### AIM OF THE EXERCISE
Report each line of the listing that carries the word "export".

══ DATA SHOWN

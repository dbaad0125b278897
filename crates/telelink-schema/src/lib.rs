//! Static channel schemas and semantic mapping.
//!
//! Turns a [`NormalizedRecord`](telelink_frame::NormalizedRecord) into named
//! fields for its channel (Table 1 of the vehicle telemetry layout), applying
//! percentage clamps and compatibility aliases for older consumers.
//! Unknown channels are never an error; they surface as raw `v1..v7`.

pub mod config;
pub mod error;
pub mod mapper;
pub mod registry;
pub mod sample;

pub use config::MapperConfig;
pub use error::{Result, SchemaError};
pub use mapper::{MappedSamples, SemanticMapper};
pub use registry::{
    schema_by_name, schema_for, table_schema, Alias, ChannelSchema, FieldKind, FieldSpec, CHANNELS,
    POWER_BUS,
};
pub use sample::{channel_key, parse_channel_key, SemanticSample, RAW_FIELDS};
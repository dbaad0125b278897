//! Telemetry receiver for radio-to-serial links.
//!
//! telelink turns a noisy byte stream of `AA 55 20 <payload> XOR` frames into
//! a latest-value-per-channel cache with a link health badge.
//!
//! # Crate Structure
//!
//! - [`transport`]: byte-source abstraction (any `Read`, TCP serial bridges)
//! - [`frame`]: frame synchronization, checksums, payload layouts
//! - [`schema`]: static channel table and semantic mapping
//! - [`session`]: latest-value cache, link health, producer loop (behind `session` feature)
//! - [`simulate`]: synthetic frame generator for bench runs

pub mod simulate;

/// Re-export transport types.
pub mod transport {
    pub use telelink_transport::*;
}

/// Re-export frame types.
pub mod frame {
    pub use telelink_frame::*;
}

/// Re-export schema types.
pub mod schema {
    pub use telelink_schema::*;
}

/// Re-export session types (requires `session` feature).
#[cfg(feature = "session")]
pub mod session {
    pub use telelink_session::*;
}
use std::net::{Shutdown, SocketAddr, TcpStream, ToSocketAddrs};
use std::time::Duration;

use bytes::Bytes;

use crate::error::{Result, TransportError};
use crate::traits::{ByteSource, StreamSource};

/// A serial bridge reachable over TCP.
///
/// Radio receivers are commonly exposed through a serial-to-TCP bridge. The
/// connection is opened once here; reconnect policy belongs to the caller.
#[derive(Debug)]
pub struct TcpSource {
    peer: SocketAddr,
    stream: StreamSource<TcpStream>,
}

impl TcpSource {
    /// Connect to `addr` and apply `read_timeout` to every subsequent read.
    pub fn connect(addr: impl ToSocketAddrs, read_timeout: Duration) -> Result<Self> {
        let peer = addr
            .to_socket_addrs()?
            .next()
            .ok_or_else(|| TransportError::Resolve("no address".to_string()))?;

        let stream = TcpStream::connect_timeout(&peer, read_timeout.max(Duration::from_secs(1)))
            .map_err(|source| TransportError::Connect { addr: peer, source })?;
        Self::from_stream(stream, read_timeout)
    }

    /// Wrap an already-connected stream.
    pub fn from_stream(stream: TcpStream, read_timeout: Duration) -> Result<Self> {
        let peer = stream.peer_addr()?;
        stream.set_read_timeout(Some(read_timeout))?;
        stream.set_nodelay(true)?;
        tracing::debug!(%peer, timeout_ms = read_timeout.as_millis() as u64, "bridge connected");
        Ok(Self {
            peer,
            stream: StreamSource::new(stream),
        })
    }

    /// Remote address of the bridge.
    pub fn peer_addr(&self) -> SocketAddr {
        self.peer
    }
}

impl ByteSource for TcpSource {
    fn read(&mut self, n: usize) -> Result<Bytes> {
        self.stream.read(n)
    }

    fn close(&mut self) -> Result<()> {
        if let Some(stream) = self.stream.get_ref() {
            // The peer may already be gone.
            let _ = stream.shutdown(Shutdown::Both);
        }
        tracing::debug!(peer = %self.peer, "bridge closed");
        self.stream.close()
    }
}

════

### ANSWER
/// Re-export transport types.
/// Re-export frame types.
/// Re-export schema types.
/// Re-export session types (requires `session` feature).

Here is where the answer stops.